Oh yeah, that was him.
Jay shakes his head at past-Jay, cursing under his breath. His joints might as well be coated in rust, complaining as much as they do. Movement is necessary if he wants to save his boyfriends from the approaching assault of sunlight, though. Sometimes sacrifices must be made for the ones we love, or something courageous like that, fuck, he’s exhausted, he just wants to be nice.

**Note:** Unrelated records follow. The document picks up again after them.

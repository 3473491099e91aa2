//! Initialize a new Manifold project

use anyhow::Result;
use std::fs;
use std::path::Path;

/// Run the init command
pub async fn run(path: &str, name: Option<&str>) -> Result<()> {
    let project_dir = Path::new(path);

    // Create directory if it doesn't exist
    if !project_dir.exists() {
        fs::create_dir_all(project_dir)?;
    }

    // Get absolute path for deriving name
    let abs_path = project_dir.canonicalize()?;

    // Derive project name from directory name if not provided
    let project_name = match name {
        Some(n) => n.to_string(),
        None => abs_path
            .file_name()
            .and_then(|n| n.to_str())
            .map(|s| s.to_string())
            .ok_or_else(|| anyhow::anyhow!("Could not determine project name from path"))?,
    };

    // Check if already initialized
    if project_dir.join("manifold.yaml").exists() {
        anyhow::bail!(
            "Directory '{}' already contains a manifold.yaml",
            project_dir.display()
        );
    }

    tracing::info!("Creating new Manifold project: {}", project_name);

    // Create the session directory
    fs::create_dir_all(project_dir.join(".manifold"))?;

    // Create manifold.yaml
    let config = format!(
        r#"# Manifold Project Configuration
name: {project_name}

# Remote configuration gateway
gateway:
  url: "http://localhost:8000"

# Local editing session
session:
  dir: ".manifold"
"#
    );
    fs::write(project_dir.join("manifold.yaml"), config)?;

    // Create .gitignore
    let gitignore = r#"# Manifold local session state
.manifold/

# IDE
.idea/
.vscode/
*.swp
"#;
    fs::write(project_dir.join(".gitignore"), gitignore)?;

    tracing::info!(
        "✓ Created project '{}' at {}",
        project_name,
        abs_path.display()
    );
    tracing::info!("");
    tracing::info!("Next steps:");
    if path != "." {
        tracing::info!("  cd {}", project_dir.display());
    }
    tracing::info!("  manifold source add http <url>   # Describe a source");
    tracing::info!("  manifold commit <name>           # Name the configuration");
    tracing::info!("  manifold sync                    # Push the table to the gateway");

    Ok(())
}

A quick glance at the neon clock that told him to get the fuck to bed earlier shows that he snoozed for about two and a half hours. Five forty four AM. The last time Jay was up before six in the morning, he had to duck and cover in the tornado cellar. Being up before that time nowadays, there best be an emergency in the process of wrecking everything in sight.
Whatever. It’s not the end of the world. He has more time on his hands, he can write and take a walk and maybe go out, see Reggie, take advantage of the nice weather, if it continues behaving nice.
“Sleep tight,” he whispers to the prone bodies huddled up on the mattress. Alex has his shoulders bunched up and Tim’s head against his chest, arms around his neck. If they were to wake up, right now, Alex would insist he was just trying to strangle Tim in his sleep, and Tim would agree with him to save face.
Shaking his head, Jay wanders on unsteady feet down the hall, where no sunlight can reach him and destroy his eyesight. Unfortunately, that leaves him to the fates of the shadows in the corridor. The first step of the staircase is… there, right?
Wrong, very /very/ wrong. His leg slides out and the rest of him goes with it, back slammed to the wall and, suddenly, his ass is right on the floor, pain radiating throughout his delicate bones.
He’s on his back, blinking slowly, trying to remember what it’s like to be human. There aren’t any lights on in the kitchen, just the sunlight streaming in from the bare window above the sink, creating a single square of searing white.
Emerging into that square is Christina, still in her nightgown, twice her size because she overestimates her own shape. She clutches a steaming mug of coffee; he knows it’s coffee, he can smell it from his new resting place. Maybe he’ll pass out here. He won’t have to deal with the pain anymore.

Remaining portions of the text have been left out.